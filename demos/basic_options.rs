use optf::{define, dispatch, ConversionError};
use tracing_subscriber::EnvFilter;

// A type with many optional settings, filled from option strings.
#[derive(Debug, Default)]
struct MyClass {
    boolean: bool,
    number: f64,
}

impl MyClass {
    fn new<I>(options: I) -> Result<Self, ConversionError>
    where
        I: IntoIterator,
        I::Item: AsRef<str>,
    {
        let mut this = MyClass::default();
        dispatch(options, |name: &str, value: &str| this.set_option(name, value))?;
        Ok(this)
    }

    fn set_option(&mut self, name: &str, value: &str) -> Result<(), ConversionError> {
        match name {
            "boolean" => define(&mut self.boolean, value),
            "number" => define(&mut self.number, value),
            _ => Ok(()),
        }
    }
}

fn main() -> Result<(), ConversionError> {
    tracing_subscriber::fmt()
        .with_env_filter(EnvFilter::from_default_env())
        .init();

    let mc = MyClass::new(["boolean=yes", "number=123.45"])?;
    println!("BOOLEAN = {}", mc.boolean);
    println!("NUMBER = {}", mc.number);
    Ok(())
}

* [Exercise directions] The data above must be repeated in its entirety, exactly as given.

* [Exercise result]
filename demos/basic_options.rs
use optf::{define, dispatch, ConversionError};
use tracing_subscriber::EnvFilter;

// A type with many optional settings, filled from option strings.
#[derive(Debug, Default)]
struct MyClass {
    boolean: bool,
    number: f64,
}

impl MyClass {
    fn new<I>(options: I) -> Result<Self, ConversionError>
    where
        I: IntoIterator,
        I::Item: AsRef<str>,
    {
        let mut this = MyClass::default();
        dispatch(options, |name: &str, value: &str| this.set_option(name, value))?;
        Ok(this)
    }

    fn set_option(&mut self, name: &str, value: &str) -> Result<(), ConversionError> {
        match name {
            "boolean" => define(&mut self.boolean, value),
            "number" => define(&mut self.number, value),
            _ => Ok(()),
        }
    }
}

fn main() -> Result<(), ConversionError> {
    tracing_subscriber::fmt()
        .with_env_filter(EnvFilter::from_default_env())
        .init();

    let mc = MyClass::new(["boolean=yes", "number=123.45"])?;
    println!("BOOLEAN = {}", mc.boolean);
    println!("NUMBER = {}", mc.number);
    Ok(())
}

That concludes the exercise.